## Algebra and Trigonometry 10th Edition

$x=1,\pm \sqrt{3}$
$f(x)=x^3-x^2-3x+3$ Since we are solving for all the real values of $x$ when $f(x) = 0$, set the function $f(x)=x^3-x^2-3x+3$ equal to zero and we get the following equation: $x^3-x^2-3x+3=0$ Notice that this needs to be solved using factoring by grouping. Start by grouping the left two terms and the right two terms. $(x^3-x^2)+(-3x+3)=0$ Then, factor as much out of the left two terms as possible.
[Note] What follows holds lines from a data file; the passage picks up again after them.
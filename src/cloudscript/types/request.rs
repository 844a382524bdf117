use bon::Builder;
use serde::Serialize;
use serde_json::Value;
use serde_with::skip_serializing_none;

use crate::types::EntityKey;

/// Execute one server-side function.
///
/// # Example
///
/// ```
/// use gamestack_client_sdk::cloudscript::types::request::ExecuteFunctionRequest;
/// use serde_json::json;
///
/// let request = ExecuteFunctionRequest::builder()
///     .function_name("GrantDailyReward")
///     .function_parameter(json!({ "tier": 2 }))
///     .build();
/// ```
#[skip_serializing_none]
#[derive(Debug, Clone, Serialize, Builder)]
#[serde(rename_all = "PascalCase")]
#[builder(on(String, into))]
pub struct ExecuteFunctionRequest {
    pub function_name: String,
    /// The entity to execute on behalf of; the token's entity when unset.
    pub entity: Option<EntityKey>,
    pub function_parameter: Option<Value>,
    /// Also emit a telemetry event for this execution.
    pub generate_event: Option<bool>,
}

#[derive(Debug, Clone, Default, Serialize, Builder)]
#[serde(rename_all = "PascalCase")]
pub struct ListFunctionsRequest {}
In this example, factor out $x^2$: $x^2(x-1)+(-3x+3)=0$ Next, factor the $(x-1)$ term out of the right two terms: $x^2(x-1)+(x-1)(-3)=0$ Now, notice that you can factor an $(x-1)$ term out of the entire left side of the equation: $(x-1)(x^2-3)=0$ Next, you can see that the above equation holds true when $x-1=0$ or $x^2-3=0$. Solve for $x$ in each equation individually as shown below: $x-1=0$ Add 1 to both sides. $x-1+1=0+1$ $x=1$ Now for the other equation: $x^2-3=0$ Add 3 to both sides of the equation: $x^2-3+3=0+3$ $x^2=3$ Now solve for x by taking the square root of both sides. $\sqrt{x^2}=\sqrt{3}$ Remember that taking the square root of both sides means we need to include the $\pm$ on the right side of the equation. $x=\pm \sqrt{3}$ So, the final solution is $x=1,\pm \sqrt{3}$